Mit jedem Klick, mit jedem “Like”, mit jeder der jährlich ungefähr 4 Mrd. verkauften Dosen beteiligen wir als Käufer und Publikum uns immer auch automatisch an der gegenwärtigen Ethik des Unternehmens. Im Zeitalter der vernetzten Informationen wird die Ausrede “das habe ich doch nicht gewusst” immer unwahrscheinlicher. Einmal den Markennamen bei Google eingeben und schon erhalte ich als mündiger Konsument einen Überblick über die jeweilige Sündenkartei des Unternehmens. Nun stehe ich als Wissender in der Verantwortung: Kaufe ich das oder kaufe ich das nicht? Berichte ich darüber oder nicht? Investiere ich darin mein Geld oder nicht? Ist es mir das wert oder nicht?
Ich bin nicht unbedingt ein Freund von neoliberalem Geschwätz, aber ich denke schon es täte in diesem Zusammenhang der Gesellschaft mal ganz gut, wenn sie sich über die Folgen ihres Konsums etwas anders bewusst werden würde.
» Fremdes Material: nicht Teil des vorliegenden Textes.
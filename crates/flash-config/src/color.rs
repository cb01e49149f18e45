//! Color normalization for style values.

/// Normalize a color value to `#RRGGBB`.
///
/// Named colors resolve through `colornames`; hex values are uppercased,
/// with 3-digit shorthand expanded digit-by-digit and shorter values padded
/// by repeating the last hex digit. Anything unrecognized passes through
/// unchanged.
pub fn normalize_color(input: &str) -> String {
    let value = input.trim();

    if let Some(hex) = value.strip_prefix('#') {
        if hex.is_empty() || hex.len() > 6 || !hex.chars().all(|c| c.is_ascii_hexdigit()) {
            return input.to_string();
        }
        let hex = hex.to_ascii_uppercase();
        let expanded = if hex.len() == 3 {
            hex.chars().flat_map(|c| [c, c]).collect()
        } else {
            let mut padded = hex.clone();
            let last = hex.chars().last().unwrap_or('F');
            while padded.len() < 6 {
                padded.push(last);
            }
            padded
        };
        return format!("#{expanded}");
    }

    match colornames::Color::try_from(value) {
        Ok(color) => {
            let (r, g, b) = color.rgb();
            format!("#{r:02X}{g:02X}{b:02X}")
        }
        Err(_) => input.to_string(),
    }
}
//! URL-parameter-driven source redirection rules.

use serde_yaml::Value;

/// A declarative rule set associating query-parameter values with alternate
/// document sources, consulted before any other processing of a pass.
#[derive(Debug, Clone, PartialEq, Eq, Default)]
pub struct RedirectMapping {
    /// (parameter key, rule) pairs in declaration order.
    rules: Vec<(String, RedirectRule)>,
}

/// The destination rule for one parameter key.
#[derive(Debug, Clone, PartialEq, Eq)]
enum RedirectRule {
    /// Any value of the parameter redirects to this source.
    Source(String),
    /// Exact value matches, with an optional `default` destination.
    ByValue {
        values: Vec<(String, String)>,
        default: Option<String>,
    },
}

impl RedirectMapping {
    /// Extract the mapping from a parsed document (`Params` or `params`).
    pub fn from_document(doc: &Value) -> Option<Self> {
        let params = doc.get("Params").or_else(|| doc.get("params"))?;
        let mapping = params.as_mapping()?;

        let mut rules = Vec::new();
        for (k, v) in mapping {
            let Some(key) = k.as_str() else { continue };
            if let Some(dest) = v.as_str() {
                rules.push((key.to_string(), RedirectRule::Source(dest.to_string())));
                continue;
            }
            let Some(by_value) = v.as_mapping() else {
                continue;
            };
            let mut values = Vec::new();
            let mut default = None;
            for (vk, vv) in by_value {
                let (Some(value), Some(dest)) = (vk.as_str(), vv.as_str()) else {
                    continue;
                };
                if value == "default" {
                    default = Some(dest.to_string());
                } else {
                    values.push((value.to_string(), dest.to_string()));
                }
            }
            rules.push((key.to_string(), RedirectRule::ByValue { values, default }));
        }

        if rules.is_empty() {
            return None;
        }
        Some(Self { rules })
    }

    /// Resolve against the URL's query pairs.
    ///
    /// Keys are consulted in declaration order; the first key present in
    /// the query wins. Within a key, an exact value match takes precedence
    /// over `default`; when neither matches, the next key is tried.
    pub fn resolve(&self, query: &[(String, String)]) -> Option<&str> {
        for (key, rule) in &self.rules {
            let Some((_, present)) = query.iter().find(|(k, _)| k == key) else {
                continue;
            };
            match rule {
                RedirectRule::Source(dest) => return Some(dest),
                RedirectRule::ByValue { values, default } => {
                    if let Some((_, dest)) = values.iter().find(|(v, _)| v == present) {
                        return Some(dest);
                    }
                    if let Some(dest) = default {
                        return Some(dest);
                    }
                }
            }
        }
        None
    }
}
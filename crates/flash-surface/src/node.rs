//! Rendered node tree.

use serde::Serialize;

/// One rendered node inside a mount.
#[derive(Debug, Clone, PartialEq, Serialize)]
pub enum Node {
    /// Literal text with optional presentation.
    Text(TextNode),
    /// Named container populated by a bit plugin.
    Container(ContainerNode),
    /// Embedded secondary sub-surface.
    Frame(FrameNode),
}

/// Horizontal text alignment values the document format recognizes.
#[derive(Debug, Clone, Copy, PartialEq, Eq, Serialize)]
#[serde(rename_all = "lowercase")]
pub enum TextAlign {
    Left,
    Center,
    Right,
}

/// A text section rendered to the surface.
#[derive(Debug, Clone, PartialEq, Serialize)]
pub struct TextNode {
    pub content: String,
    /// Normalized color (`#RRGGBB`) or a passthrough value.
    pub color: Option<String>,
    pub bold: bool,
    pub text_align: Option<TextAlign>,
    /// Vertical `middle` alignment: full-viewport flexible-box centering.
    pub viewport_center: bool,
    pub id: Option<String>,
}

impl TextNode {
    /// Unstyled text node.
    pub fn plain(content: impl Into<String>) -> Self {
        Self {
            content: content.into(),
            color: None,
            bold: false,
            text_align: None,
            viewport_center: false,
            id: None,
        }
    }
}

/// Container for a bit plugin's output, tagged with the bit name.
#[derive(Debug, Clone, PartialEq, Serialize)]
pub struct ContainerNode {
    pub bit: String,
    pub id: Option<String>,
    pub children: Vec<Node>,
}

/// An isolated sub-surface pointing at an external target.
///
/// When the target is itself a configuration document, `bootstrap` holds a
/// generated wrapper document that mounts the runtime against the target.
#[derive(Debug, Clone, PartialEq, Serialize)]
pub struct FrameNode {
    pub target: String,
    pub bootstrap: Option<String>,
    pub id: Option<String>,
}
Wenn ein Kauf oder eine Empfehlung nicht nur als einfache Transaktion, sondern eben auch gleichzeitig als Zukunftsinvestition in die jeweilige Unternehmenspolitik der entsprechenden Firma betrachtet wird. Man ist also weniger Konsument als vielmehr Investor und mit diesem Rollentausch entsteht vielleicht auch eine andere Einstellung zum Handel. Daraus resultieren nämlich sehr simple Fragen: Wem gebe ich mein Geld? Wem schenke ich meine Aufmerksamkeit? Sind es billige Discounter ohne mit uns übereinstimmende Ethik? Sind es profitorientierte Konzerne mit umfangreichen CSR-Programmen und einer attestierten Doppelmoral, die aber wenigstens irgendetwas irgendwohin zurückgeben? Oder findet man tatsächlich Non-Profit-Unternehmen, die tatsächlich rundherum verantwortungsbewusst handeln, dabei eben aber auch ihren entsprechenden Preis haben, für die ich als Konsument eventuell auf andere Dinge verzichten müsste?
Ich weiß, diese Entscheidungen sind zusätzliche Entscheidungen und es war in der Vergangenheit immer so schön bequem die Entscheidung anderen zu überlassen und dabei einfach nicht zu wissen, wie das Fleisch auf den Tisch kommt oder mit welchen Farben das glänzende Plastikspielzeug, welches unsere Kleinkinder in den Mund stecken, bestrichen wurden. Je mehr wir Konsumenten uns aber darüber Gedanken machen und uns darüber austauschen und je mehr wir unsere Kaufentscheidungen von diesen Kriterien abhängig machen, desto eher müssen Unternehmen in Zukunft darauf reagieren. Geld und Gesetz ist die Sprache, die Unternehmen am ehesten verstehen. Nur durch die bewusste Verteilung von politischer Macht (Regulierung) und finanzieller Kraft (Umsatz) können Systeme wie Unternehmen geformt und gelenkt werden. Und selbst wenn es bereits jetzt Unternehmen gibt, die wirklich überzeugt sind von ethischer Verantwortung, so sind sie doch gerade auf die Belohnung, auf die Investitionen der Konsumenten angewiesen. Denn die ganze vorbildliche ethische Haltung nützt den handelnden Unternehmen doch nichts, wenn sie am Ende ihre Rechnungen nicht bezahlen können.